Comprendre pourquoi nous voyons des choses que nous ne voyons pas
Si un arbre tombe dans les bois et que vous entendez le bruit qu’il fait en s’écrasant sur le sol, le voyez-vous également? Un événement tel que la chute d’un arbre est multisensoriel: il est associé à des sons, des images et des odeurs. Mais souvent, nous ne percevons ces événements qu’à travers un unique sens, dans ce cas l’ouïe. Comment recréons-nous son image dans notre esprit? Cette perception multisensorielle a été au cœur du projet STYDS, financé par le Conseil européen de la recherche (CER). STYDS s’est proposé de rassembler toutes les recherches empiriques concernant «l’imagerie mentale multimodale», un phénomène perceptif dans lequel la stimulation d’un sens en déclenche un autre, dans ce cas, de l’audition à la vision. «Ce projet entendait unifier des courants de recherche qui n’avaient pas jamais mis liés auparavant, notamment diverses découvertes psychologiques en neurosciences, en philosophie, etc. et à en faire la synthèse», explique Bence Nanay, professeur de philosophie à l’université d’Anvers et coordinateur du projet STYDS.

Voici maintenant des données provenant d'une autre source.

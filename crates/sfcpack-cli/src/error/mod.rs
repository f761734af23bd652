//! Error handling for the sfcpack CLI.
//!
//! Library failures arrive as [`ConfigError`] and are wrapped by
//! [`CliError`]; `main` turns the result into a miette report.

mod miette;

use std::path::PathBuf;
use thiserror::Error;

use sfcpack_config::ConfigError;

pub use self::miette::cli_error_to_miette;

/// Result type for CLI operations
pub type Result<T> = std::result::Result<T, CliError>;

/// Top-level CLI error type.
#[derive(Debug, Error)]
pub enum CliError {
    /// Errors from the configuration library
    #[error("Configuration error: {0}")]
    Config(#[from] ConfigError),

    /// The mode was unset or unrecognized under `--strict`
    #[error("Unrecognized build mode: {}", .value.as_deref().unwrap_or("<unset>"))]
    UnrecognizedMode { value: Option<String> },

    /// An assembled configuration failed validation
    #[error("Invalid {mode} configuration #{index}: {source}")]
    InvalidConfiguration {
        mode: String,
        index: usize,
        #[source]
        source: ConfigError,
    },

    /// Invalid command-line arguments or options
    #[error("Invalid argument: {0}")]
    InvalidArgument(String),

    /// File or directory not found
    #[error("File not found: {}", .0.display())]
    FileNotFound(PathBuf),

    /// I/O errors from file system operations
    #[error("I/O error: {0}")]
    Io(#[from] std::io::Error),

    /// JSON serialization errors
    #[error("JSON error: {0}")]
    Json(#[from] serde_json::Error),
}

/// Extension trait for adding path context to errors.
pub trait ResultExt<T> {
    /// Turn a not-found I/O error into [`CliError::FileNotFound`] for `path`.
    fn with_path(self, path: impl AsRef<std::path::Path>) -> Result<T>;
}

impl<T, E: Into<CliError>> ResultExt<T> for std::result::Result<T, E> {
    fn with_path(self, path: impl AsRef<std::path::Path>) -> Result<T> {
        self.map_err(|e| match e.into() {
            CliError::Io(io_err) if io_err.kind() == std::io::ErrorKind::NotFound => {
                CliError::FileNotFound(path.as_ref().to_path_buf())
            }
            other => other,
        })
    }
}
//! Build mode selection.
//!
//! A [`Mode`] is parsed once at process entry and passed explicitly to the
//! assembler. There is no catch-all variant: anything that does not name one
//! of the three modes is rejected by [`Mode::parse`].

use std::fmt;
use std::str::FromStr;

use serde::{Deserialize, Serialize};

use crate::error::{ConfigError, Result};

/// Environment variable consulted when no mode is given explicitly.
pub const MODE_ENV_VAR: &str = "NODE_ENV";

#[derive(Debug, Clone, Copy, PartialEq, Eq, Hash, Serialize, Deserialize)]
#[serde(rename_all = "kebab-case")]
pub enum Mode {
    /// Single app bundle with an HTML page and runtime style injection
    Development,
    /// Production build whose primary artifact is the UMD library bundle
    ProductionLibrary,
    /// Production build whose primary artifact is the window-global bundle
    ProductionWindow,
}

impl Mode {
    pub const ALL: [Mode; 3] = [
        Mode::Development,
        Mode::ProductionLibrary,
        Mode::ProductionWindow,
    ];

    /// Parse a raw mode value.
    ///
    /// `dev` and `prod` are the short forms used in `NODE_ENV`; `prod` selects
    /// [`Mode::ProductionLibrary`]. Matching ignores surrounding whitespace
    /// and ASCII case.
    ///
    /// ```
    /// use sfcpack_config::Mode;
    ///
    /// assert_eq!(Mode::parse("dev").unwrap(), Mode::Development);
    /// assert_eq!(Mode::parse("prod").unwrap(), Mode::ProductionLibrary);
    /// assert!(Mode::parse("staging").is_err());
    /// ```
    pub fn parse(raw: &str) -> Result<Self> {
        match raw.trim().to_ascii_lowercase().as_str() {
            "dev" | "development" => Ok(Mode::Development),
            "prod" | "production" | "production-library" => Ok(Mode::ProductionLibrary),
            "production-window" => Ok(Mode::ProductionWindow),
            _ => Err(ConfigError::UnrecognizedMode {
                value: raw.to_string(),
            }),
        }
    }

    /// Parse an optional raw value, treating unset the same as unrecognized.
    pub fn parse_optional(raw: Option<&str>) -> Result<Self> {
        match raw {
            Some(value) => Self::parse(value),
            None => Err(ConfigError::UnrecognizedMode {
                value: String::new(),
            }),
        }
    }

    pub fn is_production(self) -> bool {
        !matches!(self, Mode::Development)
    }

    pub fn as_str(self) -> &'static str {
        match self {
            Mode::Development => "development",
            Mode::ProductionLibrary => "production-library",
            Mode::ProductionWindow => "production-window",
        }
    }
}

impl fmt::Display for Mode {
    fn fmt(&self, f: &mut fmt::Formatter<'_>) -> fmt::Result {
        f.write_str(self.as_str())
    }
}

impl FromStr for Mode {
    type Err = ConfigError;

    fn from_str(s: &str) -> Result<Self> {
        Self::parse(s)
    }
}
use schemars::JsonSchema;
use serde::{Deserialize, Serialize};
use std::path::PathBuf;

use crate::build::types::LibraryTarget;

/// Placeholders the bundler substitutes in output filenames
///
/// - `[hash]` module identifier hash
/// - `[chunkhash]` hash of the chunk contents
/// - `[name]` bundle name
/// - `[id]` module identifier
/// - `[query]` module query string
pub const FILENAME_PLACEHOLDERS: &[&str] = &["hash", "chunkhash", "name", "id", "query"];

/// Output target of one build
///
/// Every field is optional so that override fragments can set a subset;
/// merging replaces field by field.
#[derive(Debug, Clone, Default, PartialEq, Eq, Serialize, Deserialize, JsonSchema)]
#[serde(rename_all = "camelCase")]
pub struct OutputOptions {
    #[serde(default, skip_serializing_if = "Option::is_none")]
    pub path: Option<PathBuf>,

    /// Filename pattern, e.g. `[hash].js`
    #[serde(default, skip_serializing_if = "Option::is_none")]
    pub filename: Option<String>,

    #[serde(default, skip_serializing_if = "Option::is_none")]
    pub library_target: Option<LibraryTarget>,

    /// Name the exports are published under; meaning depends on `library_target`
    #[serde(default, skip_serializing_if = "Option::is_none")]
    pub library: Option<String>,

    /// Name the AMD module of a UMD build
    #[serde(default, skip_serializing_if = "Option::is_none")]
    pub umd_named_define: Option<bool>,
}

impl OutputOptions {
    pub fn is_empty(&self) -> bool {
        self == &OutputOptions::default()
    }

    pub(crate) fn merged_with(&self, other: &OutputOptions) -> OutputOptions {
        OutputOptions {
            path: other.path.clone().or_else(|| self.path.clone()),
            filename: other.filename.clone().or_else(|| self.filename.clone()),
            library_target: other.library_target.or(self.library_target),
            library: other.library.clone().or_else(|| self.library.clone()),
            umd_named_define: other.umd_named_define.or(self.umd_named_define),
        }
    }
}

/// Placeholders in `pattern` that the bundler would not substitute.
///
/// `[hash]` and `[chunkhash]` may carry a length, as in `[hash:8]`.
pub fn unknown_placeholders(pattern: &str) -> Vec<String> {
    let mut unknown = Vec::new();
    let mut rest = pattern;
    while let Some(start) = rest.find('[') {
        let after = &rest[start + 1..];
        let Some(end) = after.find(']') else {
            break;
        };
        let token = &after[..end];
        if !is_known_placeholder(token) {
            unknown.push(token.to_string());
        }
        rest = &after[end + 1..];
    }
    unknown
}

fn is_known_placeholder(token: &str) -> bool {
    match token.split_once(':') {
        Some((name, len)) => {
            matches!(name, "hash" | "chunkhash")
                && !len.is_empty()
                && len.bytes().all(|b| b.is_ascii_digit())
        }
        None => FILENAME_PLACEHOLDERS.contains(&token),
    }
}

#[cfg(test)]
mod tests {
    use super::*;

    #[test]
    fn merge_replaces_only_set_fields() {
        let base = OutputOptions {
            path: Some(PathBuf::from("dist")),
            filename: Some("[name].js".to_string()),
            ..Default::default()
        };
        let update = OutputOptions {
            filename: Some("[hash].js".to_string()),
            library_target: Some(LibraryTarget::Umd),
            ..Default::default()
        };

        let merged = base.merged_with(&update);
        assert_eq!(merged.path, Some(PathBuf::from("dist")));
        assert_eq!(merged.filename.as_deref(), Some("[hash].js"));
        assert_eq!(merged.library_target, Some(LibraryTarget::Umd));
    }

    #[test]
    fn recognizes_placeholders() {
        assert!(unknown_placeholders("[hash].min.js").is_empty());
        assert!(unknown_placeholders("[name].[chunkhash:8].js").is_empty());
        assert_eq!(unknown_placeholders("[contenthash].js"), vec!["contenthash"]);
        assert_eq!(unknown_placeholders("[name:3].js"), vec!["name:3"]);
    }

    #[test]
    fn serializes_camel_case() {
        let output = OutputOptions {
            library_target: Some(LibraryTarget::Umd),
            umd_named_define: Some(true),
            ..Default::default()
        };
        let value = serde_json::to_value(&output).unwrap();
        assert_eq!(value["libraryTarget"], "umd");
        assert_eq!(value["umdNamedDefine"], true);
        assert!(value.get("path").is_none());
    }
}
//! Pluggable config validation strategies
//!
//! Separates structural checks from filesystem checks (for CLI use).

use std::path::{Path, PathBuf};

use crate::build::{unknown_placeholders, BuildConfiguration, LibraryTarget};
use crate::error::{ConfigError, Result};

/// Trait for pluggable config validation strategies
pub trait ConfigValidator {
    fn validate(&self, config: &BuildConfiguration) -> Result<()>;
}

/// Structural validation (no filesystem checks)
///
/// # Example
///
/// ```
/// use sfcpack_config::{BuildConfiguration, ConfigValidator, Entry, SchemaValidator};
///
/// let config = BuildConfiguration {
///     entry: Some(Entry::path("./src/main.js")),
///     ..Default::default()
/// };
/// SchemaValidator.validate(&config).unwrap();
/// ```
pub struct SchemaValidator;

impl ConfigValidator for SchemaValidator {
    fn validate(&self, config: &BuildConfiguration) -> Result<()> {
        match &config.entry {
            None => {
                return Err(schema_error(
                    "no entry point specified",
                    "Set 'entry' to a source file or a map of bundle names to files",
                ));
            }
            Some(entry) if entry.is_empty() => {
                return Err(schema_error(
                    "entry point is empty",
                    "Remove the empty entry or point it at a source file",
                ));
            }
            Some(_) => {}
        }

        for ext in &config.resolve.extensions {
            if !ext.starts_with('.') || ext.len() < 2 {
                return Err(schema_error(
                    format!("resolve extension '{ext}' must start with a dot"),
                    "Write extensions as '.vue', '.js', ...",
                ));
            }
        }

        for (pattern, target) in &config.resolve.alias {
            if pattern.trim_end_matches('$').is_empty() || target.trim().is_empty() {
                return Err(schema_error(
                    format!("alias '{pattern}' -> '{target}' has an empty side"),
                    "Both the module id and its replacement must be non-empty",
                ));
            }
        }

        for plugin in &config.plugins {
            if plugin.name.trim().is_empty() {
                return Err(schema_error(
                    "plugin name cannot be empty",
                    "Give every plugin descriptor a name",
                ));
            }
        }

        for rule in &config.rules {
            if rule.loaders.is_empty() {
                return Err(schema_error(
                    format!("rule {:?} has no loaders", rule.test),
                    "Add at least one loader to the rule's 'use' list",
                ));
            }
        }

        if let Some(externals) = &config.externals {
            for (module, global) in externals {
                if module.trim().is_empty() || global.trim().is_empty() {
                    return Err(schema_error(
                        "external module ids and names cannot be empty",
                        "Remove empty keys or values from 'externals'",
                    ));
                }
            }
        }

        validate_output(config)
    }
}

fn validate_output(config: &BuildConfiguration) -> Result<()> {
    let output = &config.output;

    if let Some(filename) = &output.filename {
        let unknown = unknown_placeholders(filename);
        if !unknown.is_empty() {
            return Err(schema_error(
                format!(
                    "output filename '{filename}' uses unknown placeholders: {}",
                    unknown.join(", ")
                ),
                "Supported placeholders are [hash], [chunkhash], [name], [id], [query]",
            ));
        }
    }

    let target = output.library_target.unwrap_or_default();

    match &output.library {
        Some(name) => {
            if target != LibraryTarget::Commonjs2 && !is_valid_identifier(name) {
                return Err(schema_error(
                    format!("library name '{name}' is not a valid JavaScript identifier"),
                    "Use letters, digits, '_' or '$', not starting with a digit",
                ));
            }
        }
        None if output.library_target.is_some() && target.requires_library_name() => {
            return Err(schema_error(
                format!("library target {target:?} requires a library name"),
                "Set 'output.library'",
            ));
        }
        None => {}
    }

    if output.umd_named_define == Some(true) && target != LibraryTarget::Umd {
        return Err(schema_error(
            "umdNamedDefine only applies to the umd library target",
            "Drop 'umdNamedDefine' or switch 'libraryTarget' to umd",
        ));
    }

    Ok(())
}

/// Whether `name` is usable as a JavaScript identifier.
pub fn is_valid_identifier(name: &str) -> bool {
    let mut chars = name.chars();
    let Some(first) = chars.next() else {
        return false;
    };
    (first.is_alphabetic() || first == '_' || first == '$')
        && chars.all(|c| c.is_alphanumeric() || c == '_' || c == '$')
}

fn schema_error(message: impl Into<String>, hint: &str) -> ConfigError {
    ConfigError::SchemaValidation {
        message: message.into(),
        hint: Some(hint.to_string()),
    }
}

/// Filesystem validator (for CLI use)
///
/// Runs [`SchemaValidator`], then checks that every entry source exists
/// relative to the project root.
pub struct FsValidator {
    root: PathBuf,
}

impl FsValidator {
    pub fn new(root: impl AsRef<Path>) -> Self {
        Self {
            root: root.as_ref().to_path_buf(),
        }
    }
}

impl ConfigValidator for FsValidator {
    fn validate(&self, config: &BuildConfiguration) -> Result<()> {
        SchemaValidator.validate(config)?;

        if let Some(entry) = &config.entry {
            for source in entry.sources() {
                let path = self.root.join(source);
                if !path.is_file() {
                    return Err(schema_error(
                        format!("entry not found: {}", path.display()),
                        "Check the entry paths in your project settings",
                    ));
                }
            }
        }

        Ok(())
    }
}

/// Convenience function for structural validation
pub fn validate_schema(config: &BuildConfiguration) -> Result<()> {
    SchemaValidator.validate(config)
}

/// Convenience function for filesystem validation
pub fn validate_fs(config: &BuildConfiguration, root: impl AsRef<Path>) -> Result<()> {
    FsValidator::new(root).validate(config)
}
//! Check command implementation.
//!
//! Assembles every mode and validates the result without writing anything.

use sfcpack_config::{
    assemble_project, ConfigValidator, FsValidator, Mode, SchemaValidator,
};

use crate::cli::CheckArgs;
use crate::commands::Context;
use crate::error::{CliError, Result};
use crate::ui;

/// Execute the check command.
///
/// # Validation Steps
///
/// 1. Load project settings
/// 2. Assemble each mode
/// 3. Structural validation of every configuration
/// 4. Entry files exist (unless `--no-fs`)
pub async fn execute(ctx: &Context, args: CheckArgs) -> Result<()> {
    ui::info("Checking configuration...");
    let settings = ctx.load_settings()?;

    let validator: Box<dyn ConfigValidator> = if args.no_fs {
        Box::new(SchemaValidator)
    } else {
        Box::new(FsValidator::new(&settings.root))
    };

    for mode in Mode::ALL {
        let configs = assemble_project(mode, &settings)?;
        for (index, config) in configs.iter().enumerate() {
            validator
                .validate(config)
                .map_err(|source| CliError::InvalidConfiguration {
                    mode: mode.to_string(),
                    index,
                    source,
                })?;
        }
        ui::success(&format!("  {mode}: {} configuration(s)", configs.len()));
    }

    ui::success("All checks passed!");
    Ok(())
}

Établir des liens entre la philosophie et la science
Bence Nanay a conceptualisé l’imagerie mentale multimodale, toutefois les gens s’interrogent depuis longtemps sur ce phénomène, et pas uniquement les scientifiques. Marcel Proust en a multiplié les exemples et les observations dans ses livres, fait remarquer Bence Nanay, et les réalisateurs de films réfléchissent également énormément à cette idée et l’utilisent beaucoup dans leur travail. Tout au long du projet, Bence Nanay s’est entretenu avec plusieurs chercheurs afin d’approfondir l’idée de l’imagerie multimodale. «Je suis un philosophe un peu particulier dans la mesure où je considère que débattre et collaborer avec des chercheurs empiriques qui étudient les mêmes questions que moi, fait partie de mon travail», confie-t-il. «L’idée n’est pas seulement d’élaborer des théories philosophiques fondées sur des données empiriques, mais également d’établir une interaction bidirectionnelle entre la philosophie et les sciences, où les deux s’influencent mutuellement», ajoute-t-il.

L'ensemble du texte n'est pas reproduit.